Sur la pointe des pieds à travers notre ville brillante avec nos chaussons en diamant
Oui parce que dans les émissions de cuisine, ils se contentent pas de laisser les gens préparer un soufflé. Non. Il faut qu’ils leur imposent des épreuves du genre “vous avez une heure pour enfiler un tutu, aller acheter une rascasse à l’autre bout de la ville, la vider et préparer un dessert avec, tout en répétant une chorégraphie.”

Do our gay ballet on ice,

Faire notre ballet homosexuel sur la glace
Ou alors, on leur a juste dit d’utiliser un casse-noisette et du sorbet, et ils ont tout compris de travers.

bluebirds on our shoulders

des oiseaux bleus sur nos épaules
Normalement, ils auraient dû s’en servir pour leur entrée, mais ils n’ont pas eu le courage.

We’re half awake in a fake empire
We’re half awake in a fake empire

Nous sommes à moitié éveillés dans un faux empire. Nous sommes à moitié éveillés dans un faux empire
Toutes ces épreuves, forcément, ça fatigue.

Turn the light out say goodnight, no thinking for a little while
Let’s not try to figure out everything at once
It’s hard to keep track of you falling through the sky

Eteindre la lumière et dire bonne nuit, ne plus penser pour un moment.
Essayer de ne pas tout comprendre à la fois
C’est difficile de garder trace de soi-même tombant du ciel

Ils se sont fait éliminer rapidement de l’émission et ils surréagissent un peu : je te rappelle qu’on parle quand même de gens qui pensaient devenir Top Chef avec une pauvre tarte aux pommes et deux boules de glace noisette et bouvreuil.

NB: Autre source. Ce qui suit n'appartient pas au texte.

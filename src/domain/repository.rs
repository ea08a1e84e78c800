//! 外部协作者接口
//!
//! 协调器只依赖这两个边界，不关心具体传输方式。两者都在组合根注入，
//! 不通过任何全局查找获取，保证协调器可以脱离框架运行时做单元测试。

use async_trait::async_trait;

use crate::domain::model::{
    BookingDetail, BookingPage, BookingStatus, CreateBookingRequest, PageRequest, SessionIdentity,
    UserRole,
};
use crate::error::Result;

/// 预订网络服务接口（需要作为 trait 对象使用，保留 async-trait）
#[async_trait]
pub trait BookingService: Send + Sync {
    /// 按身份分页拉取预订列表
    async fn list_bookings(
        &self,
        user_id: &str,
        role: UserRole,
        page: PageRequest,
    ) -> Result<BookingPage>;

    /// 拉取单条预订详情
    async fn get_booking_by_id(&self, id: &str) -> Result<BookingDetail>;

    /// 创建预订，返回服务端权威记录
    async fn create_booking(&self, request: &CreateBookingRequest) -> Result<BookingDetail>;

    /// 变更预订状态，返回变更后的权威记录
    async fn update_booking_status(
        &self,
        id: &str,
        status: BookingStatus,
        reason: Option<&str>,
    ) -> Result<BookingDetail>;

    /// 删除预订
    async fn delete_booking(&self, id: &str) -> Result<()>;
}

/// 会话提供者：暴露当前登录身份
///
/// 返回 None 表示未登录，此时所有网络操作在发起调用前短路。
pub trait SessionProvider: Send + Sync {
    fn current_identity(&self) -> Option<SessionIdentity>;
}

We’re half awake in a fake empire

We’re half awake in a fake empire

Nous sommes à moitié réveillés dans un faux empire. Nous sommes à moitié réveillés dans un faux empire.
C’est une très belle chanson porteuse d’espoir, puisqu’elle rappelle aux enfants qu’il faut avoir un peu de respect pour la télé-réalité. Mais Gunda, ma community manager imaginaire, me signale que ce n’est pas vraiment de la musique de jeunes non plus, au temps pour moi.